На рубеже нового тысячелетия представители американской политической элиты были настроены в отношении России очень скептически.[21] Так, например, советник президента США по национальной безопасности Кондолиза Райс в одном из первых своих интервью после вступления в должность в 2000г. заявила: «Я полагаю, Россия будет все больше сближатся с арабскими странами, включая Иран. В конце концов такая политика приведет ее к отказу вносить свой вклад в усилия по сохранению мира... Я искренне считаю, что Россия представляет опасность для Запада вообще и для наших европейских союзников в частности. Но они, ни мы еще не осознали в полной мере ту опасность, которую таят в себе ядерный арсенал и баллистические средства доставки Кремля».[22]

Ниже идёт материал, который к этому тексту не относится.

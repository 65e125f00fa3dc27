//! Velocity Feature Extraction
//!
//! Instantaneous speed per consecutive point pair, within each stroke.
//! A segment with `Δt <= 0` contributes speed 0; strokes with fewer than
//! two points contribute no segments at all.

use super::guard::{finite_or, on_values, AnalysisInput};
use super::layout::FEATURE_DEFAULT;
use super::stats;
use crate::logic::stroke::Stroke;

/// Speeds (px/ms) of every segment in every stroke
pub fn segment_speeds(strokes: &[Stroke]) -> Vec<f64> {
    strokes
        .iter()
        .flat_map(|s| s.points.windows(2))
        .map(|w| {
            let dt = w[1].t.saturating_sub(w[0].t);
            if dt <= 0 {
                0.0
            } else {
                finite_or(w[0].distance(&w[1]) / dt as f64, 0.0)
            }
        })
        .collect()
}

fn speed_stat(input: &AnalysisInput<'_>, stat: fn(&[f64]) -> Option<f64>) -> f64 {
    on_values(&segment_speeds(input.strokes), 1, |speeds| stat(speeds).unwrap_or(FEATURE_DEFAULT))
}

pub fn avg_velocity(input: &AnalysisInput<'_>) -> f64 {
    speed_stat(input, stats::mean)
}

pub fn max_velocity(input: &AnalysisInput<'_>) -> f64 {
    speed_stat(input, stats::max)
}

pub fn min_velocity(input: &AnalysisInput<'_>) -> f64 {
    speed_stat(input, stats::min)
}

pub fn velocity_std(input: &AnalysisInput<'_>) -> f64 {
    speed_stat(input, stats::std_dev)
}

#[cfg(test)]
mod tests {
    use super::*;
    use crate::logic::stroke::{DeviceCapabilities, Point};

    #[test]
    fn test_segment_speeds() {
        let strokes = vec![Stroke::new(vec![
            Point::new(0.0, 0.0, 0),
            Point::new(3.0, 4.0, 10),  // 5px / 10ms
            Point::new(3.0, 4.0, 20),  // stationary
        ])];
        assert_eq!(segment_speeds(&strokes), vec![0.5, 0.0]);
    }

    #[test]
    fn test_zero_dt_is_zero_speed() {
        let strokes = vec![Stroke::new(vec![
            Point::new(0.0, 0.0, 5),
            Point::new(100.0, 0.0, 5),
            Point::new(200.0, 0.0, 4),
        ])];
        assert_eq!(segment_speeds(&strokes), vec![0.0, 0.0]);
    }

    #[test]
    fn test_single_point_strokes_have_no_segments() {
        let strokes = vec![
            Stroke::new(vec![Point::new(1.0, 1.0, 0)]),
            Stroke::default(),
        ];
        let input = AnalysisInput::new(&strokes, DeviceCapabilities::default());
        assert!(segment_speeds(&strokes).is_empty());
        assert_eq!(avg_velocity(&input), 0.0);
        assert_eq!(max_velocity(&input), 0.0);
        assert_eq!(min_velocity(&input), 0.0);
        assert_eq!(velocity_std(&input), 0.0);
    }

    #[test]
    fn test_stats_across_strokes() {
        let strokes = vec![
            Stroke::new(vec![Point::new(0.0, 0.0, 0), Point::new(10.0, 0.0, 10)]), // 1.0
            Stroke::new(vec![Point::new(0.0, 0.0, 0), Point::new(30.0, 0.0, 10)]), // 3.0
        ];
        let input = AnalysisInput::new(&strokes, DeviceCapabilities::default());
        assert_eq!(avg_velocity(&input), 2.0);
        assert_eq!(max_velocity(&input), 3.0);
        assert_eq!(min_velocity(&input), 1.0);
        assert_eq!(velocity_std(&input), 1.0);
    }
}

В своей оценке перспектив российско-американских отношений К. Райс была не одинока. На основе серии интервью в марте-апреле 2001г. с «теми, кто отвечает или скоро будет отвечать за формулирование российской политики США», американская исследовательница С. Уолландер пришла к следующему заключению о подходах американской администрации к этому вопросу: «Базовое представление, на котором строится политика США, состоит в том, что Россия слаба и в течение достаточно долгого времени будет оставаться таковой... В отличие от стран Центральной и Восточной Европы, которые избрали своим приоритетом интеграцию в западные институты и готовы нести издержки в кратко- и среднесрочном плане ради достижения этой долгосрочной цели, Россия избегала принятия тяжелых решений и не достигла особого прогресса. В результате в течение ближайших лет она будет продолжать бороться со своей слабостью... Россия более не является ни основной угрозой американским интересам, ни инструментом для осуществления этих интересов во всех случаях».[23]

Не менее осторожно оценивали перспективы российско-американских отношений и в российском руководстве после прихода к власти В.В. Путина. Так, в Концепции внешней политики РФ, утвержденной президентом РФ 28 июня 2000г., говорилось о значительных трудностях последнего времени в отношениях с США, наличии серьезных, в ряде случаев – принципиальных, разногласий. Характерно, что в 1999-2000 гг. и в Вашингтоне и в Москве тщательно избегали термина «партнерство» применительно к российско-американским отношениям.

Итак, при всех различиях в подходах российских и американских элит к проблеме российско-американских отношений эти подходы объединяла стойкая уверенность в том, что конструктивного взаимодействия двух стран на мировой арене нет будущего. Во всяком случае, именно этот взгляд превалировал на рубеже веков и в Москве и в Вашингтоне.

События 11 сентября 2001г. стали «моментом истины» в современной мировой политике и ознаменовали крутой поворот в российско-американских отношениях. Уже через несколько часов после террористических актов в Нью-Йорке и Вашингтоне президент РФ первым из мировых лидеров дозвонился до президента США Дж. Буша. В ходе телефонного разговора российский руководитель не только выразил самое глубокое сочувствие американскому народу, но и сообщил о прекращении учений российских стратегических сил, поскольку вооруженные силы США были приведены после террактов в состояние высшей боевой готовности и нельзя было исключить возможность ошибки или просчета.[24]

За декларациями последовали и дела. США и Россия стали ведущими участниками антитеррористической коалиции, созданной после 11 сентября 2001г.. Следует отметить, что руководство США до этой трагической даты рассматривало российские призывы к борьбе с международным терроризмом как попытку придать легитимность войне в Чечне или как способ вовлечения Америки в борьбу с исламом в интересах России. Американский политолог Д. Саймс в связи с этим отмечает: «Сконцентрировавшись на гуманитарных интервенциях, администрация Клинтона уделяла недостаточно внимания, сил и средств более насущным проблемам, таким как растущая угроза «Аль-Каиды». В результате неверной расстановки приоритетов был нанесен ущерб отношениям с Россией, произошло непредвиденное охлаждение отношений с Китаем. Как следствие Америке труднее было заручится их содействием в борьбе с терроризмом в период, предшествоваший 11 сентября 2001г. По иронии судьбы напряженность в отношениях с Россией частично способствовала тому, что администрация Клинтона отказалась от поступившего еще в 1999г. предложения Москвы о совместной борьбе против талибов».[25]